Тряся брюхом, прислюнявила эта дебильная тварь. Они ушли.

Продлилась такая радость всего три месяца. Дорин познакомилась с мужиком, который говорил на трех языках и был египтологом. Я вернулся к себе на разбомбленный дворик в Восточном Голливуде.

Однажды, где-то через год, выходил от зубного в Глендейле, гляжу – Дорин садится в машину. Я подошел, мы сели в кафе, выпили кофе.

– Как роман? – спросила она.

– Пока ни с места, – ответил я. – По-моему, я эту падлу никогда не допишу.

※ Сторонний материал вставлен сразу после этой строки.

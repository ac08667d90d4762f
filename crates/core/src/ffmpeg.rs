//! FFmpeg/FFprobe command wrappers.
//!
//! All media assembly (frame sequences, merges, exports) and last-frame
//! extraction shells out to the `ffmpeg` and `ffprobe` binaries on `PATH`.

use std::ffi::OsString;
use std::path::{Path, PathBuf};

use serde::{Deserialize, Serialize};

use crate::naming::absolute_path;

const FFMPEG: &str = "ffmpeg";
const FFPROBE: &str = "ffprobe";

/// Error type for FFmpeg/FFprobe operations.
#[derive(Debug, thiserror::Error)]
pub enum FfmpegError {
    #[error("ffprobe/ffmpeg binary not found: {0}")]
    NotFound(std::io::Error),

    #[error("ffprobe/ffmpeg execution failed (exit code {exit_code:?}): {stderr}")]
    ExecutionFailed {
        exit_code: Option<i32>,
        stderr: String,
    },

    #[error("failed to parse ffprobe output: {0}")]
    ParseError(String),

    #[error("I/O error: {0}")]
    Io(#[from] std::io::Error),

    #[error("video file not found: {0}")]
    VideoNotFound(String),
}

/// Video codecs offered for export.
#[derive(Debug, Clone, Copy, Default, PartialEq, Eq, Serialize, Deserialize)]
#[serde(rename_all = "lowercase")]
pub enum VideoCodec {
    #[default]
    Libx264,
    Libx265,
    Mpeg4,
    Vp9,
}

impl VideoCodec {
    /// Encoder name passed to `-c:v`.
    pub fn encoder(self) -> &'static str {
        match self {
            VideoCodec::Libx264 => "libx264",
            VideoCodec::Libx265 => "libx265",
            VideoCodec::Mpeg4 => "mpeg4",
            VideoCodec::Vp9 => "libvpx-vp9",
        }
    }
}

impl std::str::FromStr for VideoCodec {
    type Err = String;

    fn from_str(s: &str) -> Result<Self, Self::Err> {
        match s.to_ascii_lowercase().as_str() {
            "libx264" | "h264" => Ok(VideoCodec::Libx264),
            "libx265" | "h265" | "hevc" => Ok(VideoCodec::Libx265),
            "mpeg4" => Ok(VideoCodec::Mpeg4),
            "vp9" | "libvpx-vp9" => Ok(VideoCodec::Vp9),
            other => Err(format!("unsupported codec '{other}'")),
        }
    }
}

// ---------------------------------------------------------------------------
// ffprobe JSON output structures
// ---------------------------------------------------------------------------

/// Top-level ffprobe JSON output (`-print_format json -show_format -show_streams`).
#[derive(Debug, Deserialize)]
pub struct FfprobeOutput {
    #[serde(default)]
    pub streams: Vec<FfprobeStream>,
    pub format: FfprobeFormat,
}

#[derive(Debug, Deserialize)]
pub struct FfprobeStream {
    pub codec_type: Option<String>,
    pub width: Option<i32>,
    pub height: Option<i32>,
    /// e.g. "30/1" or "24000/1001"
    pub r_frame_rate: Option<String>,
    pub duration: Option<String>,
}

#[derive(Debug, Deserialize)]
pub struct FfprobeFormat {
    pub duration: Option<String>,
}

// ---------------------------------------------------------------------------
// Public API
// ---------------------------------------------------------------------------

/// Run `ffprobe` on a video file and return the parsed JSON output.
pub async fn probe_video(path: &Path) -> Result<FfprobeOutput, FfmpegError> {
    ensure_exists(path)?;

    let output = tokio::process::Command::new(FFPROBE)
        .args([
            "-v",
            "quiet",
            "-print_format",
            "json",
            "-show_format",
            "-show_streams",
        ])
        .arg(path)
        .output()
        .await
        .map_err(FfmpegError::NotFound)?;

    if !output.status.success() {
        return Err(FfmpegError::ExecutionFailed {
            exit_code: output.status.code(),
            stderr: String::from_utf8_lossy(&output.stderr).to_string(),
        });
    }

    let stdout = String::from_utf8_lossy(&output.stdout);
    serde_json::from_str::<FfprobeOutput>(&stdout)
        .map_err(|e| FfmpegError::ParseError(format!("{e}: {stdout}")))
}

/// Write the last frame of `video` to `output` as an image.
///
/// Seeks one frame before the probed end; videos without a known
/// duration fall back to seeking from the end of the input.
pub async fn extract_last_frame(video: &Path, output: &Path) -> Result<(), FfmpegError> {
    ensure_exists(video)?;
    let probe = probe_video(video).await?;
    let duration = parse_duration(&probe);
    let fps = parse_framerate(&probe);

    let mut args: Vec<OsString> = vec!["-y".into()];
    if duration > 0.0 {
        let frame = if fps > 0.0 { 1.0 / fps } else { 0.1 };
        let at = (duration - frame).max(0.0);
        args.extend(["-ss".into(), format!("{at:.3}").into()]);
    } else {
        args.extend(["-sseof".into(), "-1".into()]);
    }
    args.extend(["-i".into(), video.as_os_str().to_owned()]);
    args.extend(["-update".into(), "1".into(), "-frames:v".into(), "1".into()]);
    args.extend(["-q:v".into(), "2".into(), output.as_os_str().to_owned()]);
    run_ffmpeg(args).await
}

/// Write an FFmpeg concat demuxer list for `paths`.
///
/// FFmpeg resolves relative entries against the list's directory, so
/// every entry is written as an absolute path.
pub async fn write_concat_list(paths: &[PathBuf], list: &Path) -> Result<(), FfmpegError> {
    let entries: Vec<PathBuf> = paths.iter().map(|p| absolute_path(p)).collect();
    tokio::fs::write(list, concat_list_body(&entries)).await?;
    Ok(())
}

/// Concatenate the clips listed in `list` without re-encoding.
pub async fn concat_copy(list: &Path, output: &Path) -> Result<(), FfmpegError> {
    run_ffmpeg(concat_copy_args(list, output)).await
}

/// Encode the frame images listed in `list` into an H.264 video.
pub async fn assemble_frames(list: &Path, output: &Path) -> Result<(), FfmpegError> {
    run_ffmpeg(assemble_args(list, output)).await
}

/// Input of a [`transcode`] call.
#[derive(Debug, Clone, Copy)]
pub enum TranscodeInput<'a> {
    /// A single media file.
    File(&'a Path),
    /// A concat demuxer list.
    ConcatList(&'a Path),
}

/// Re-encode `input` with the given codec and AAC audio.
///
/// `custom_args` are inserted verbatim before the output path.
pub async fn transcode(
    input: TranscodeInput<'_>,
    output: &Path,
    codec: VideoCodec,
    custom_args: &[String],
) -> Result<(), FfmpegError> {
    run_ffmpeg(transcode_args(input, output, codec, custom_args)).await
}

/// Split a user-supplied argument string on whitespace.
pub fn split_custom_args(raw: &str) -> Vec<String> {
    raw.split_whitespace().map(str::to_string).collect()
}

// ---------------------------------------------------------------------------
// Command builders
// ---------------------------------------------------------------------------

fn concat_list_body(paths: &[PathBuf]) -> String {
    paths
        .iter()
        .map(|p| {
            let escaped = p.to_string_lossy().replace('\'', r"'\''");
            format!("file '{escaped}'\n")
        })
        .collect()
}

fn concat_input(list: &Path) -> Vec<OsString> {
    vec![
        "-y".into(),
        "-f".into(),
        "concat".into(),
        "-safe".into(),
        "0".into(),
        "-i".into(),
        list.as_os_str().to_owned(),
    ]
}

fn concat_copy_args(list: &Path, output: &Path) -> Vec<OsString> {
    let mut args = concat_input(list);
    args.extend(["-c".into(), "copy".into(), output.as_os_str().to_owned()]);
    args
}

fn assemble_args(list: &Path, output: &Path) -> Vec<OsString> {
    let mut args = concat_input(list);
    args.extend([
        "-c:v".into(),
        "libx264".into(),
        "-pix_fmt".into(),
        "yuv420p".into(),
        output.as_os_str().to_owned(),
    ]);
    args
}

fn transcode_args(
    input: TranscodeInput<'_>,
    output: &Path,
    codec: VideoCodec,
    custom_args: &[String],
) -> Vec<OsString> {
    let mut args = match input {
        TranscodeInput::ConcatList(list) => concat_input(list),
        TranscodeInput::File(file) => vec!["-y".into(), "-i".into(), file.as_os_str().to_owned()],
    };
    args.extend([
        "-c:v".into(),
        codec.encoder().into(),
        "-c:a".into(),
        "aac".into(),
    ]);
    args.extend(custom_args.iter().map(OsString::from));
    args.push(output.as_os_str().to_owned());
    args
}

async fn run_ffmpeg(args: Vec<OsString>) -> Result<(), FfmpegError> {
    tracing::debug!(args = ?args, "Running ffmpeg");
    let output = tokio::process::Command::new(FFMPEG)
        .args(&args)
        .output()
        .await
        .map_err(FfmpegError::NotFound)?;

    if !output.status.success() {
        return Err(FfmpegError::ExecutionFailed {
            exit_code: output.status.code(),
            stderr: String::from_utf8_lossy(&output.stderr).to_string(),
        });
    }
    Ok(())
}

fn ensure_exists(path: &Path) -> Result<(), FfmpegError> {
    if path.exists() {
        Ok(())
    } else {
        Err(FfmpegError::VideoNotFound(path.to_string_lossy().to_string()))
    }
}

// ---------------------------------------------------------------------------
// Parsing helpers
// ---------------------------------------------------------------------------

fn first_video_stream(probe: &FfprobeOutput) -> Option<&FfprobeStream> {
    probe
        .streams
        .iter()
        .find(|s| s.codec_type.as_deref() == Some("video"))
}

/// Parse the video duration in seconds from ffprobe output.
pub fn parse_duration(probe: &FfprobeOutput) -> f64 {
    probe
        .format
        .duration
        .as_deref()
        .and_then(|d| d.parse::<f64>().ok())
        .or_else(|| {
            first_video_stream(probe)
                .and_then(|s| s.duration.as_deref())
                .and_then(|d| d.parse::<f64>().ok())
        })
        .unwrap_or(0.0)
}

/// Parse the video framerate from ffprobe output.
pub fn parse_framerate(probe: &FfprobeOutput) -> f64 {
    first_video_stream(probe)
        .and_then(|s| s.r_frame_rate.as_deref())
        .map(parse_fraction)
        .unwrap_or(0.0)
}

/// Find the first video stream's resolution.
pub fn parse_resolution(probe: &FfprobeOutput) -> (i32, i32) {
    first_video_stream(probe)
        .map(|s| (s.width.unwrap_or(0), s.height.unwrap_or(0)))
        .unwrap_or((0, 0))
}

/// Parse a fraction string like `"30/1"` into a float.
fn parse_fraction(s: &str) -> f64 {
    if let Some((num, den)) = s.split_once('/') {
        let num = num.parse::<f64>().unwrap_or(0.0);
        let den = den.parse::<f64>().unwrap_or(1.0);
        return if den > 0.0 { num / den } else { 0.0 };
    }
    s.parse::<f64>().unwrap_or(0.0)
}

#[cfg(test)]
mod tests {
    use super::*;

    fn strings(args: &[OsString]) -> Vec<String> {
        args.iter().map(|a| a.to_string_lossy().to_string()).collect()
    }

    fn probe(format_duration: Option<&str>, stream_duration: Option<&str>, rate: Option<&str>) -> FfprobeOutput {
        FfprobeOutput {
            streams: vec![FfprobeStream {
                codec_type: Some("video".into()),
                width: Some(1280),
                height: Some(720),
                r_frame_rate: rate.map(Into::into),
                duration: stream_duration.map(Into::into),
            }],
            format: FfprobeFormat {
                duration: format_duration.map(Into::into),
            },
        }
    }

    #[test]
    fn test_parse_fraction() {
        assert!((parse_fraction("30/1") - 30.0).abs() < 0.001);
        assert!((parse_fraction("24000/1001") - 23.976).abs() < 0.01);
        assert!((parse_fraction("25") - 25.0).abs() < 0.001);
        assert!((parse_fraction("30/0") - 0.0).abs() < 0.001);
    }

    #[test]
    fn test_parse_duration_prefers_format() {
        assert!((parse_duration(&probe(Some("12.5"), Some("3.0"), None)) - 12.5).abs() < 0.001);
        assert!((parse_duration(&probe(None, Some("3.0"), None)) - 3.0).abs() < 0.001);
        assert_eq!(parse_duration(&probe(None, None, None)), 0.0);
    }

    #[test]
    fn test_parse_stream_fields() {
        let p = probe(None, None, Some("24/1"));
        assert!((parse_framerate(&p) - 24.0).abs() < 0.001);
        assert_eq!(parse_resolution(&p), (1280, 720));
    }

    #[test]
    fn test_codec_encoders() {
        assert_eq!(VideoCodec::Vp9.encoder(), "libvpx-vp9");
        assert_eq!("libx265".parse::<VideoCodec>().unwrap(), VideoCodec::Libx265);
        assert_eq!("VP9".parse::<VideoCodec>().unwrap(), VideoCodec::Vp9);
        assert!("prores".parse::<VideoCodec>().is_err());
    }

    #[test]
    fn test_concat_list_escapes_quotes() {
        let body = concat_list_body(&[PathBuf::from("/a/b.mp4"), PathBuf::from("/a/it's.mp4")]);
        assert_eq!(body, "file '/a/b.mp4'\nfile '/a/it'\\''s.mp4'\n");
    }

    #[tokio::test]
    async fn test_write_concat_list() {
        let dir = tempfile::tempdir().unwrap();
        let list = dir.path().join("list.txt");
        let clip = dir.path().join("a.mp4");
        write_concat_list(&[clip.clone(), PathBuf::from("work/x.png")], &list)
            .await
            .unwrap();
        let cwd = std::env::current_dir().unwrap();
        assert_eq!(
            std::fs::read_to_string(&list).unwrap(),
            format!("file '{}'\nfile '{}'\n", clip.display(), cwd.join("work/x.png").display())
        );
    }

    #[test]
    fn test_concat_copy_args() {
        let args = strings(&concat_copy_args(Path::new("l.txt"), Path::new("o.mp4")));
        assert_eq!(
            args,
            ["-y", "-f", "concat", "-safe", "0", "-i", "l.txt", "-c", "copy", "o.mp4"]
        );
    }

    #[test]
    fn test_assemble_args() {
        let args = strings(&assemble_args(Path::new("l.txt"), Path::new("o.mp4")));
        assert!(args.windows(2).any(|w| w == ["-pix_fmt", "yuv420p"]));
        assert!(args.windows(2).any(|w| w == ["-c:v", "libx264"]));
    }

    #[test]
    fn test_transcode_args_with_custom() {
        let custom = split_custom_args("  -crf 18   -preset slow ");
        let args = strings(&transcode_args(
            TranscodeInput::File(Path::new("in.mp4")),
            Path::new("out.mp4"),
            VideoCodec::Vp9,
            &custom,
        ));
        assert_eq!(
            args,
            ["-y", "-i", "in.mp4", "-c:v", "libvpx-vp9", "-c:a", "aac", "-crf", "18", "-preset", "slow", "out.mp4"]
        );
    }

    #[tokio::test]
    async fn test_missing_video_is_reported() {
        let err = probe_video(Path::new("/definitely/not/here.mp4")).await.unwrap_err();
        assert!(matches!(err, FfmpegError::VideoNotFound(_)));
    }
}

– Ты теперь один? – спросила она.

– Нет.

– Я тоже не одна.

– Хорошо.

– Ничего хорошего, но сойдет.

– А Роджер еще живет с Линн?

– Она его хотела бросить, – сказала Дорин. – А потом он напился и упал с балкона. Его парализовало ниже пояса. Страховая компания выплатила ему пятьдесят тысяч долларов. Потом он пошел на поправку. Костыли сменил на трость. Опять Хрюнделя может выгуливать. Недавно вот изумительные снимки сделал на Ольвера-стрит[3]. Слушай, мне пора бежать. На следующей неделе лечу в Лондон. Рабочий отпуск. За все уплачено! До свиданья.

– До свиданья.

Дорин вскочила, улыбнулась, вышла, свернула на запад и скрылась. Я поднес ко рту чашку, отхлебнул, поставил на место. Передо мной лежал чек. 1 доллар 85 центов. У меня с собой было 2 доллара – хватит как раз, плюс чаевые. А как я, на хер, буду платить зубному – уже другой вопрос.

 

Великий поэт

 

Я пошел его повидать. Он был великий поэт. Лучший повествовательный поэт после Джефферза[4], а еще и семидесяти нет, во всем мире знаменит. Наверно, лучше всего знают две его книжки – «Мое горе лучше твоего, ха!» и «Мертвые томно жуют резинку». Он преподавал во многих университетах, получил все премии, включая Нобелевку. Бернард Стахман.

Я поднялся по лестнице общаги для молодых христиан. Мистер Стахман жил в номере 223. Я постучал.

– ЗАВАЛИВАЙ! – заорал кто-то изнутри.

Я открыл дверь и вошел. Бернард Стахман лежал в постели. Воняло блевотиной, вином, мочой, говном и разлагающейся пищей. Меня затошнило. Я забежал в ванную, проблевался и вышел.

– Мистер Стахман, – сказал я. – Вы б открыли окно?

– Хорошая мысль. И не надо вот этого «мистер Стахман». Меня зовут Барни.

Он был инвалид – ему удалось встать с усилием и переползти в кресло у кровати.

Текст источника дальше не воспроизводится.